* ASSIGNMENT
Pick out all lines with the word "AsRef" from the records that follow.

[Saved entries]
......

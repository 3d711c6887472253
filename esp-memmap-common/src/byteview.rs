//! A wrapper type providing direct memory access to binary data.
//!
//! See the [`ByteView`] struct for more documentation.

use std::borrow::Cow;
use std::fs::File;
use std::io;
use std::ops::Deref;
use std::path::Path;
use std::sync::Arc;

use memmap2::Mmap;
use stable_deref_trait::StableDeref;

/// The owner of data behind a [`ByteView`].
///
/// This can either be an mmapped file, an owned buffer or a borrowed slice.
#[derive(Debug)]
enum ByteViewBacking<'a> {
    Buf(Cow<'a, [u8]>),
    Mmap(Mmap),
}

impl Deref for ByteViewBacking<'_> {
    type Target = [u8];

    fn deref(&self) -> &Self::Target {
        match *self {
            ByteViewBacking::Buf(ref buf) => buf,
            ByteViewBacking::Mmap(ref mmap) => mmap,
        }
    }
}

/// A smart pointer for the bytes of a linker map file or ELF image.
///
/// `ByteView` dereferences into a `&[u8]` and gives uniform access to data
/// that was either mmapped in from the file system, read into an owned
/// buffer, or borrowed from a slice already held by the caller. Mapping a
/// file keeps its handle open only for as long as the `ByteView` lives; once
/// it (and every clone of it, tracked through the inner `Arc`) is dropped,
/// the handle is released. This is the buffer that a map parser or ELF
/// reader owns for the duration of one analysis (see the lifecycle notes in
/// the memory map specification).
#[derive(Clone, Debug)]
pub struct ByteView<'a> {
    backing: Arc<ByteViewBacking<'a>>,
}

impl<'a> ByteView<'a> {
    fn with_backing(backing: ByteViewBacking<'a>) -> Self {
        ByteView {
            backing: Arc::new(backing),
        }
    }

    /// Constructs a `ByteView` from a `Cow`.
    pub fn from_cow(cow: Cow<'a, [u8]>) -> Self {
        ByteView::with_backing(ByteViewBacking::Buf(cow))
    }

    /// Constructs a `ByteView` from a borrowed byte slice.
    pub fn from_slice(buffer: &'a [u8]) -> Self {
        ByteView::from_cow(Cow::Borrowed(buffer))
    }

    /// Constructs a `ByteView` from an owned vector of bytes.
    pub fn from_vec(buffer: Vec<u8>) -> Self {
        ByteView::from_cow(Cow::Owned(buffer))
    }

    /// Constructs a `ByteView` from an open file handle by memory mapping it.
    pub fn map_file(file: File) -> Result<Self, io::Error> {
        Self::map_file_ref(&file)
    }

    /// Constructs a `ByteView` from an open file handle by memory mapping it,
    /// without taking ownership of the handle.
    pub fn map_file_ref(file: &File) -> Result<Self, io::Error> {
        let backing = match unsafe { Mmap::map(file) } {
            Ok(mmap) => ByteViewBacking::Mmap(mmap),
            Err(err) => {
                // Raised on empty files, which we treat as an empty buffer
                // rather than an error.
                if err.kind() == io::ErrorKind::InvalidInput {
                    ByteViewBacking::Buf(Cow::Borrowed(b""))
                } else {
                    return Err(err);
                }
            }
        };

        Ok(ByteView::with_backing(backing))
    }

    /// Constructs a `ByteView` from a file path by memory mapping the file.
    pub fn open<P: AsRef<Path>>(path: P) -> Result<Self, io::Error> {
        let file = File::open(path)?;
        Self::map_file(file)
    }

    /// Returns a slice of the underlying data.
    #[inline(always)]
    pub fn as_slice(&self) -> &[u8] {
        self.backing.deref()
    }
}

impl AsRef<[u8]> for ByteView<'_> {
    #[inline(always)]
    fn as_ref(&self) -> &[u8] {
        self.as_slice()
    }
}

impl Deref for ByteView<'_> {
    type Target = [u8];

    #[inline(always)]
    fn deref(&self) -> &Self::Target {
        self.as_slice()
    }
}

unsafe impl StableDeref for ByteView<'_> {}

......

* EXERCISE ANSWER
    pub fn open<P: AsRef<Path>>(path: P) -> Result<Self, io::Error> {
impl AsRef<[u8]> for ByteView<'_> {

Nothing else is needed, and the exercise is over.